INPUT RECORDS:
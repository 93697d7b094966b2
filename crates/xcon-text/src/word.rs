#![forbid(unsafe_code)]

//! Word-boundary scanning over the chars of a line.

/// Characters that separate words, in addition to whitespace.
pub const SEPARATORS: &str = ",.;:!?'\"()[]{}<>/\\|-+=*&^%$#@~`";

/// Direction of a caret motion.
#[derive(Debug, Clone, Copy, PartialEq, Eq, Hash)]
pub enum Direction {
    Left,
    Right,
}

/// Whether `c` counts as a word separator.
#[must_use]
pub fn is_separator(c: char) -> bool {
    c.is_whitespace() || SEPARATORS.contains(c)
}

/// Position reached by a word motion starting at `pos`.
///
/// Moving left skips separators, then the word before them, landing on the
/// start of that word. Moving right skips the rest of the current word, then
/// the separators after it, landing on the start of the next word. The result
/// is clamped to `0..=chars.len()`.
#[must_use]
pub fn boundary(chars: &[char], pos: usize, direction: Direction) -> usize {
    let len = chars.len();
    let mut pos = pos.min(len);
    match direction {
        Direction::Left => {
            while pos > 0 && is_separator(chars[pos - 1]) {
                pos -= 1;
            }
            while pos > 0 && !is_separator(chars[pos - 1]) {
                pos -= 1;
            }
        }
        Direction::Right => {
            while pos < len && !is_separator(chars[pos]) {
                pos += 1;
            }
            while pos < len && is_separator(chars[pos]) {
                pos += 1;
            }
        }
    }
    pos
}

EXERCISE:
Beginning at the line with "them, landing on the" and ending at the line with "while pos > 0 && !is_separator(chars[pos", reproduce each line of the data above exactly, and add no other lines.

RESULT BELOW:
/// Moving left skips separators, then the word before them, landing on the
/// start of that word. Moving right skips the rest of the current word, then
/// the separators after it, landing on the start of the next word. The result
/// is clamped to `0..=chars.len()`.
#[must_use]
pub fn boundary(chars: &[char], pos: usize, direction: Direction) -> usize {
    let len = chars.len();
    let mut pos = pos.min(len);
    match direction {
        Direction::Left => {
            while pos > 0 && is_separator(chars[pos - 1]) {
                pos -= 1;
            }
            while pos > 0 && !is_separator(chars[pos - 1]) {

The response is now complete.